Role of MSA in Immune Evasion, Persistence, and Protease Regulation in the Human Pathogenic Strains of Staphylococcus aureus

Opportunistic pathogens like Staphylococcus aureus on entering the host can stay colonized at the foci of infection or evade the immune system to disseminate to other sites. In this study we investigated the regulatory influence of the modulator of sarA (msa) on immune evasion and host persistence, employing the hospital-acquired strain S. aureus UAMS-1 and community-acquired strain S. aureus USA300 LAC. In the murine sepsis model, mutation of the msa gene in LAC showed no change in dissemination of infection; however, in UAMS-1 a decrease in microbial load was observed in the lungs. Differential regulation by the msa gene was also observed in the blood survival and neutrophil assays. Several evasion factors were found to be regulated by msa, namely the scn, clfA, spa, aur, and sak genes.
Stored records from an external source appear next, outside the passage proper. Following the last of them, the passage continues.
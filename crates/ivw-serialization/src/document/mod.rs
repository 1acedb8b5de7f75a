//! In-memory document tree.
//!
//! Nodes live in an arena owned by [`Document`] and are addressed by [`NodeId`].
//! Each node has a name, ordered attributes and ordered children. This is the
//! only structure the serializer touches; nothing reaches storage until the
//! tree is written out with the functions in [`xml`].

pub mod xml;

/// Handle to a node inside a [`Document`].
#[derive(Debug, Clone, Copy, PartialEq, Eq, Hash, PartialOrd, Ord)]
pub struct NodeId(usize);

impl NodeId {
    /// Position of the node in the arena.
    pub fn index(self) -> usize {
        self.0
    }
}

/// A single attribute on a node.
#[derive(Debug, Clone, PartialEq, Eq)]
pub struct Attribute {
    pub name: String,
    pub value: String,
}

#[derive(Debug, Clone)]
struct Node {
    name: String,
    attributes: Vec<Attribute>,
    children: Vec<NodeId>,
    parent: Option<NodeId>,
}

impl Node {
    fn new(name: impl Into<String>, parent: Option<NodeId>) -> Self {
        Self {
            name: name.into(),
            attributes: Vec::new(),
            children: Vec::new(),
            parent,
        }
    }
}

/// Mutable tree of named nodes with string attributes.
#[derive(Debug, Clone)]
pub struct Document {
    nodes: Vec<Node>,
}

impl Document {
    /// Create a document holding only a root element.
    pub fn new(root_name: impl Into<String>) -> Self {
        Self {
            nodes: vec![Node::new(root_name, None)],
        }
    }

    /// The root element.
    #[inline]
    pub fn root(&self) -> NodeId {
        NodeId(0)
    }

    /// Number of nodes in the tree.
    pub fn len(&self) -> usize {
        self.nodes.len()
    }

    /// A document always has at least its root.
    pub fn is_empty(&self) -> bool {
        false
    }

    pub fn name(&self, id: NodeId) -> &str {
        &self.nodes[id.0].name
    }

    pub fn set_name(&mut self, id: NodeId, name: impl Into<String>) {
        self.nodes[id.0].name = name.into();
    }

    pub fn parent(&self, id: NodeId) -> Option<NodeId> {
        self.nodes[id.0].parent
    }

    /// Create a new element and link it as the last child of `parent`.
    pub fn append_child(&mut self, parent: NodeId, name: impl Into<String>) -> NodeId {
        let id = NodeId(self.nodes.len());
        self.nodes.push(Node::new(name, Some(parent)));
        self.nodes[parent.0].children.push(id);
        id
    }

    /// Unlink `child` from `parent`. The node stays in the arena but is no longer reachable.
    pub fn remove_child(&mut self, parent: NodeId, child: NodeId) -> bool {
        let children = &mut self.nodes[parent.0].children;
        match children.iter().position(|&c| c == child) {
            Some(pos) => {
                children.remove(pos);
                self.nodes[child.0].parent = None;
                true
            }
            None => false,
        }
    }

    /// Children of `id` in document order.
    pub fn children(&self, id: NodeId) -> &[NodeId] {
        &self.nodes[id.0].children
    }

    /// Children of `id` with the given element name, in document order.
    pub fn children_named<'a>(
        &'a self,
        id: NodeId,
        name: &'a str,
    ) -> impl Iterator<Item = NodeId> + 'a {
        self.nodes[id.0]
            .children
            .iter()
            .copied()
            .filter(move |&child| self.nodes[child.0].name == name)
    }

    /// First child of `id` with the given element name.
    pub fn find_child(&self, id: NodeId, name: &str) -> Option<NodeId> {
        self.children_named(id, name).next()
    }

    pub fn attribute(&self, id: NodeId, name: &str) -> Option<&str> {
        self.nodes[id.0]
            .attributes
            .iter()
            .find(|attr| attr.name == name)
            .map(|attr| attr.value.as_str())
    }

    /// Set an attribute, replacing an existing value in place.
    pub fn set_attribute(&mut self, id: NodeId, name: &str, value: impl Into<String>) {
        let value = value.into();
        let attributes = &mut self.nodes[id.0].attributes;
        if let Some(existing) = attributes.iter_mut().find(|attr| attr.name == name) {
            existing.value = value;
        } else {
            attributes.push(Attribute {
                name: name.to_string(),
                value,
            });
        }
    }

    pub fn remove_attribute(&mut self, id: NodeId, name: &str) -> Option<String> {
        let attributes = &mut self.nodes[id.0].attributes;
        let pos = attributes.iter().position(|attr| attr.name == name)?;
        Some(attributes.remove(pos).value)
    }

    pub fn attributes(&self, id: NodeId) -> &[Attribute] {
        &self.nodes[id.0].attributes
    }

    /// Pre-order walk over `id` and everything below it.
    pub fn descendants(&self, id: NodeId) -> Descendants<'_> {
        Descendants {
            document: self,
            stack: vec![id],
        }
    }
}

/// Iterator returned by [`Document::descendants`].
pub struct Descendants<'a> {
    document: &'a Document,
    stack: Vec<NodeId>,
}

impl Iterator for Descendants<'_> {
    type Item = NodeId;

    fn next(&mut self) -> Option<NodeId> {
        let id = self.stack.pop()?;
        self.stack
            .extend(self.document.children(id).iter().rev().copied());
        Some(id)
    }
}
Interestingly, the combination of factors and the regulation of these factors differed in the two strains.S. aureus form biofilms on post-surgical wounds, prosthetic devices, and various host tissues that are resilient to immunological clearance and antimicrobial treatments. Biofilm detachment is a stage of biofilm development that aids in metastasis of infection. Proteases are one of the factors that trigger biofilm detachment. In our study, we observed msa to regulate proteases of S. aureus strain LAC when they are not in the form of a biofilm community; however, when they form biofilms the regulatory effect on proteases by the msa gene is absent. Thus, we show the environment-dependent behavior of the msa gene.